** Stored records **
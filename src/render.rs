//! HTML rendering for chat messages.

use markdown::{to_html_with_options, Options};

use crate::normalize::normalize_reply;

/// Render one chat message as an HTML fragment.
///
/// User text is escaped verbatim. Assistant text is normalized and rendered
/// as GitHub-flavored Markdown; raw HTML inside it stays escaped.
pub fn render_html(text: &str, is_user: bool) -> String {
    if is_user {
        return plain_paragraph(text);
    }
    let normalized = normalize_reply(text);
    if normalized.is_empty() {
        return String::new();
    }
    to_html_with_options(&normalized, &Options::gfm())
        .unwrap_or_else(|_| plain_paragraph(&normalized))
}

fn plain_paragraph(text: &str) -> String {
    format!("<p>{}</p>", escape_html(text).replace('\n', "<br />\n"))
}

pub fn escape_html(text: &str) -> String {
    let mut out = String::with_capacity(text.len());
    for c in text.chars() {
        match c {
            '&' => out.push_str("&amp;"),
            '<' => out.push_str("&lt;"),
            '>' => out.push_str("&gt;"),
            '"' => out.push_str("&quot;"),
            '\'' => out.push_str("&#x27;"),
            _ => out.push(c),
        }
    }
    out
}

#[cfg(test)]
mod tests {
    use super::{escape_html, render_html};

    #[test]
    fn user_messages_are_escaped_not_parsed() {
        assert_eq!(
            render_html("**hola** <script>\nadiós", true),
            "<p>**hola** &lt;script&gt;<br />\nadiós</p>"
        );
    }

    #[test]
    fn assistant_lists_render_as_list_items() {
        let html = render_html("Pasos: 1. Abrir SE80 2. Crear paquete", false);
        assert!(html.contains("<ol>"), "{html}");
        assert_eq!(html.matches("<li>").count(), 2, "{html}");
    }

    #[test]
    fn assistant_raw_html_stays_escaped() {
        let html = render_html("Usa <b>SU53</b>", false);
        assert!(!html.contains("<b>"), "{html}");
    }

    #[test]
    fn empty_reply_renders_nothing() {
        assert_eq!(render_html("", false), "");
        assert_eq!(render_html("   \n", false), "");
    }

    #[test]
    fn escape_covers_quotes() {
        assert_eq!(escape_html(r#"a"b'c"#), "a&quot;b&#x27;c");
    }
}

** TASK TO CARRY OUT **
Nothing but a number should be given: the count of lines in the records that contain the word "nadiós".

** THE ANSWER **
2